Tenho uma duvida, sera que da pra atender clientes com uma distancia de 3km do pop com antena setorial algcom + rocket m5 ? Pretendo colocar uma torre em cima de um predio tem uma boua visada destes 3km

----------


## gabrieltp

Acredito que sim, temos clientes em até 4km rodando perfeito

----------


## Wesleyrosa

> Acredito que sim, temos clientes em até 4km rodando perfeito


Qual setorial vc utiliza

----------


## muttley

Em 3km até um painel de 12dbi funciona bem!!! Tipo uma cpe ou nano!
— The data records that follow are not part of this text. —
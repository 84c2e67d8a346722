//! Policy doubles for engine tests.

use crate::{DefaultPolicy, PermissionCheck, Policy, TransitionInput};
use conductor_registry::Tool;
use conductor_types::{AgentRole, LifecycleState, PolicyDecision};
use std::collections::HashMap;
use std::sync::atomic::{AtomicUsize, Ordering};

/// Returns fixed decisions for configured states and defers to
/// [`DefaultPolicy`] otherwise.
#[derive(Default)]
pub struct ScriptedPolicy {
    overrides: HashMap<LifecycleState, (PolicyDecision, bool)>,
    fired: parking_lot::Mutex<Vec<LifecycleState>>,
    evaluations: AtomicUsize,
    fallback: DefaultPolicy,
}

impl ScriptedPolicy {
    pub fn new() -> Self {
        Self::default()
    }

    /// Override only the first evaluation in `state`.
    pub fn once(mut self, state: LifecycleState, decision: PolicyDecision) -> Self {
        self.overrides.insert(state, (decision, true));
        self
    }

    /// Override every evaluation in `state`.
    pub fn always(mut self, state: LifecycleState, decision: PolicyDecision) -> Self {
        self.overrides.insert(state, (decision, false));
        self
    }

    pub fn evaluations(&self) -> usize {
        self.evaluations.load(Ordering::SeqCst)
    }
}

impl Policy for ScriptedPolicy {
    fn evaluate_transition(&self, input: &TransitionInput<'_>) -> PolicyDecision {
        self.evaluations.fetch_add(1, Ordering::SeqCst);
        let state = input.global.lifecycle_state();
        if let Some((decision, once)) = self.overrides.get(&state) {
            let mut fired = self.fired.lock();
            if !*once || !fired.contains(&state) {
                fired.push(state);
                return decision.clone();
            }
        }
        self.fallback.evaluate_transition(input)
    }

    fn check_tool_permission(&self, role: AgentRole, tool: &dyn Tool) -> PermissionCheck {
        self.fallback.check_tool_permission(role, tool)
    }
}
E um 
painel próprio pra isso, fica melhor ainda! Ex: um painel wirelink, ou
glink de 14dbi ou 17dbi.

----------


## Wesleyrosa

> Em 3km até um painel de 12dbi funciona bem!!! Tipo uma cpe ou nano! E um 
> painel próprio pra isso, fica melhor ainda! Ex: um painel wirelink, ou
> glink de 14dbi ou 17dbi.


Certo estou querendo usar setorial algcom mais rocket m5

----------


## avatar52

> Em 3km até um painel de 12dbi funciona bem!!! Tipo uma cpe ou nano! E um 
> painel próprio pra isso, fica melhor ainda! Ex: um painel wirelink, ou
> glink de 14dbi ou 17dbi.


Baseado em experiência ou achismo? Aqui queremos fatos.

----------


## muttley

Ja atendi cliente a 2km com cpe tplink, e na minha torre um picostation. Funciona bem! 
E tbm ja atendi cliente a 2km com cpe, e na torre tbm uma cpe como painel. 
Mas hoje em dia eu acho que o pessoal não conhece mais os equipamentos 
mais modestos e baratos, custo x benefício! rsrsrsrs.... 
Acho que só existe basestation, e RB912, e outros mais caros! kkkk...
Eu venho de vários anos, e ja usei de tudo um pouco!

----------